Ebenso schwierig als wichtig ist die Behandlung der Gose von Seiten des Schenkwirths. Er bekommt dieselbe noch warm in Fässern von zwei Tonnen oder zweihundert preußischen Quart, und zwar erfordert der Transport auf dem vier und eine halbe Stunde langen Wege von Döllnitz nach Leipzig namentlich in heißer Sommerszeit außerordentliche Vorsicht. Sobald die Gose im Brauhaus transportfertig ist, wird sie auf die Fässer gefüllt und hier erst wird jedem Fasse die entsprechende Masse Hefe zugesetzt. Diese treibt nun, je nach dem Grade der Luftwärme, mehr oder weniger mächtig und würde das Faß zersprengen, wenn dem nicht durch eine kleine verschließbare Oeffnung neben dem Spundloch vorgebeugt würde. Diese Oeffnung heißt das Zwickloch und es muß während der Fahrt im Sommer mehrmals gelüftet werden, weniger im Frühling und Herbst, und nur an kalten Wintertagen gar nicht; an solchen geschieht’s auch, daß die Gose erkaltet, im Sommer kommt sie in der Regel noch warm in Leipzig an. Ebenso kommt auch das Zersprengen der Fässer in heißer Jahreszeit nicht selten vor.

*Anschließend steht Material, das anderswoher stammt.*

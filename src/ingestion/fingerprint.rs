//! Payload change detection.

use std::fmt;
use std::io;

use sha2::{Digest, Sha256};

use crate::error::{ProcessorError, ProcessorResult};

/// SHA-256 content hash of a raw payload, used only for equality between successive updates.
#[derive(Clone, Copy, PartialEq, Eq, Hash)]
pub struct Fingerprint([u8; 32]);

impl Fingerprint {
    /// Hash `payload`.
    pub fn compute(payload: &[u8]) -> ProcessorResult<Self> {
        let mut hasher = Sha256::new();
        let mut input = payload;
        io::copy(&mut input, &mut hasher).map_err(ProcessorError::Hashing)?;

        let mut bytes = [0u8; 32];
        bytes.copy_from_slice(&hasher.finalize());
        Ok(Self(bytes))
    }

    pub fn as_bytes(&self) -> &[u8; 32] {
        &self.0
    }
}

impl fmt::Display for Fingerprint {
    fn fmt(&self, f: &mut fmt::Formatter<'_>) -> fmt::Result {
        f.write_str(&hex::encode(self.0))
    }
}

impl fmt::Debug for Fingerprint {
    fn fmt(&self, f: &mut fmt::Formatter<'_>) -> fmt::Result {
        write!(f, "Fingerprint({self})")
    }
}

/// Decide whether `new_payload` carries new data.
///
/// Returns `Some(fingerprint)` for the caller to store alongside `new_payload`, or `None` if
/// it is identical to the data that produced `previous_fingerprint`. `previous_payload` is only
/// a shortcut: when it is still held and byte-identical, no hashing is needed.
pub fn detect(
    previous_payload: Option<&[u8]>,
    previous_fingerprint: Option<&Fingerprint>,
    new_payload: &[u8],
) -> ProcessorResult<Option<Fingerprint>> {
    let Some(previous_fingerprint) = previous_fingerprint else {
        return Fingerprint::compute(new_payload).map(Some);
    };

    if previous_payload == Some(new_payload) {
        return Ok(None);
    }

    let fingerprint = Fingerprint::compute(new_payload)?;
    if &fingerprint == previous_fingerprint {
        Ok(None)
    } else {
        Ok(Some(fingerprint))
    }
}
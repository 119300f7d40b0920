//! Parallel extraction over many independent payloads.
//!
//! Each payload is converted on its own; results come back in input order, one per payload, so
//! a structural error in one payload does not affect the others.

use rayon::prelude::*;

use crate::error::ProcessorResult;
use crate::types::{Extraction, Observation, State};

use super::unified::{extract_observations, extract_state, ProcessorOptions};

/// [`extract_observations`] for every payload, in parallel.
pub fn extract_observations_batch<P>(
    payloads: &[P],
    options: &ProcessorOptions,
) -> Vec<ProcessorResult<Extraction<Vec<Observation>>>>
where
    P: AsRef<[u8]> + Sync,
{
    payloads
        .par_iter()
        .map(|p| extract_observations(p.as_ref(), options))
        .collect()
}

/// [`extract_state`] for every payload, in parallel.
pub fn extract_state_batch<P>(
    payloads: &[P],
    valid_fields: Option<&[&str]>,
    options: &ProcessorOptions,
) -> Vec<ProcessorResult<Extraction<Vec<State>>>>
where
    P: AsRef<[u8]> + Sync,
{
    payloads
        .par_iter()
        .map(|p| extract_state(p.as_ref(), valid_fields, options))
        .collect()
}
use std::sync::Arc;
use std::thread;

use csv_timeseries::ingestion::CsvProcessor;

const ROWS: usize = 50;

// Every row of payload `id` carries the value `id`, so a torn read would mix values.
fn payload(id: usize) -> Vec<u8> {
    let mut out = String::from("time,v\n");
    for row in 0..ROWS {
        out.push_str(&format!("{},{}\n", 1_600_000_000 + row, id));
    }
    out.into_bytes()
}

#[test]
fn concurrent_updates_and_extractions_never_tear() {
    let processor = Arc::new(CsvProcessor::default());

    let handles: Vec<_> = (0..8)
        .map(|id| {
            let processor = Arc::clone(&processor);
            thread::spawn(move || {
                let mut seen = Vec::new();
                for round in 0..20 {
                    processor.on_data(&payload(id * 100 + round)).unwrap();
                    if let Some(out) = processor.get_observations().unwrap() {
                        seen.push(out.output);
                    }
                }
                seen
            })
        })
        .collect();

    let mut extractions = 0;
    for handle in handles {
        for observations in handle.join().unwrap() {
            extractions += 1;
            assert_eq!(observations.len(), ROWS);
            let first = observations[0].data["v"];
            assert!(observations.iter().all(|o| o.data["v"] == first));
        }
    }
    assert!(extractions > 0);
}

#[test]
fn identical_update_does_not_evict_pending_payload() {
    let processor = CsvProcessor::default();
    let a = payload(1);

    assert!(processor.on_data(&a).unwrap());
    assert!(!processor.on_data(&a).unwrap());
    assert!(processor.has_pending());

    let out = processor.get_observations().unwrap().unwrap();
    assert_eq!(out.output[0].data["v"], 1.0);
}

#[test]
fn newer_update_replaces_unconsumed_payload() {
    let processor = CsvProcessor::default();

    processor.on_data(&payload(1)).unwrap();
    let first_fp = processor.fingerprint().unwrap();
    assert!(processor.on_data(&payload(2)).unwrap());
    assert_ne!(processor.fingerprint().unwrap(), first_fp);

    let out = processor.get_observations().unwrap().unwrap();
    assert_eq!(out.output[0].data["v"], 2.0);
    assert!(processor.get_observations().unwrap().is_none());
}
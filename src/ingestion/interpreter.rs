//! Fault-tolerant row interpretation shared by flat and grouped extraction.
//!
//! Each data row becomes a [`ParsedRow`]: its timestamp plus the cells that parsed. Bad rows and
//! bad cells are skipped and reported as [`Diagnostic`]s; they never fail the batch.

use tracing::warn;

use crate::types::{Diagnostic, DiagnosticKind, Extraction};

use super::reader::Table;
use super::time::TimeParser;

/// How a header column is interpreted.
#[derive(Debug, Clone, Copy, PartialEq, Eq)]
pub enum ColumnRole {
    Time,
    Value,
    Tags,
}

#[derive(Debug, Clone, PartialEq)]
pub enum CellValue {
    Number(f64),
    Tags(Vec<String>),
}

/// A successfully parsed cell. `column` is the header index.
#[derive(Debug, Clone, PartialEq)]
pub struct ParsedCell {
    pub column: usize,
    pub value: CellValue,
}

#[derive(Debug, Clone, PartialEq)]
pub struct ParsedRow {
    /// 1-based line number in the payload.
    pub row: usize,
    /// Unix seconds.
    pub time: i64,
    pub cells: Vec<ParsedCell>,
}

/// Interpret every data row of `table`.
///
/// `roles` is aligned with `table.headers`; column 0 is always treated as the timestamp.
pub fn interpret_rows(
    table: &Table,
    roles: &[ColumnRole],
    time_parser: &TimeParser,
) -> Extraction<Vec<ParsedRow>> {
    let mut rows = Vec::with_capacity(table.rows.len());
    let mut diagnostics = Vec::new();

    for (row_idx0, record) in table.rows.iter().enumerate() {
        // +1 for 1-based numbering, +1 again because the header is line 1.
        let row = row_idx0 + 2;

        let raw_time = record.first().map(String::as_str).unwrap_or("");
        let time = match time_parser.parse(raw_time) {
            Ok(time) => time,
            Err(e) => {
                warn!(row, record = ?record, error = %e, "ignoring invalid line");
                diagnostics.push(Diagnostic {
                    row,
                    kind: DiagnosticKind::InvalidTime {
                        raw_record: record.clone(),
                        message: e.to_string(),
                    },
                });
                continue;
            }
        };

        let mut cells = Vec::with_capacity(record.len().saturating_sub(1));
        for (col, raw) in record.iter().enumerate().skip(1) {
            if raw.is_empty() {
                continue;
            }

            match roles.get(col).copied().unwrap_or(ColumnRole::Value) {
                ColumnRole::Time => continue,
                ColumnRole::Tags => cells.push(ParsedCell {
                    column: col,
                    value: CellValue::Tags(raw.split_whitespace().map(str::to_owned).collect()),
                }),
                ColumnRole::Value => match raw.parse::<f64>() {
                    Ok(v) => cells.push(ParsedCell {
                        column: col,
                        value: CellValue::Number(v),
                    }),
                    Err(e) => {
                        let column = table.headers.get(col).cloned().unwrap_or_default();
                        warn!(
                            row,
                            column = %column,
                            raw = %raw,
                            error = %e,
                            "ignoring invalid field"
                        );
                        diagnostics.push(Diagnostic {
                            row,
                            kind: DiagnosticKind::InvalidField {
                                column,
                                raw: raw.clone(),
                                message: e.to_string(),
                            },
                        });
                    }
                },
            }
        }

        rows.push(ParsedRow { row, time, cells });
    }

    Extraction::new(rows, diagnostics)
}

[99] Ist das Faß glücklich im Keller angelangt, so wird das Zwickloch verstopft und der Spund geöffnet, damit die Hefe austreten kann. Sobald die Hefe abgestoßen hat, d. h. wenn keine mehr austritt, und das geschieht ebenfalls je nach der Temperatur langsamer oder rascher, so läßt man die Gose in Wannen laufen und füllt aus diesen sie in die Flaschen über.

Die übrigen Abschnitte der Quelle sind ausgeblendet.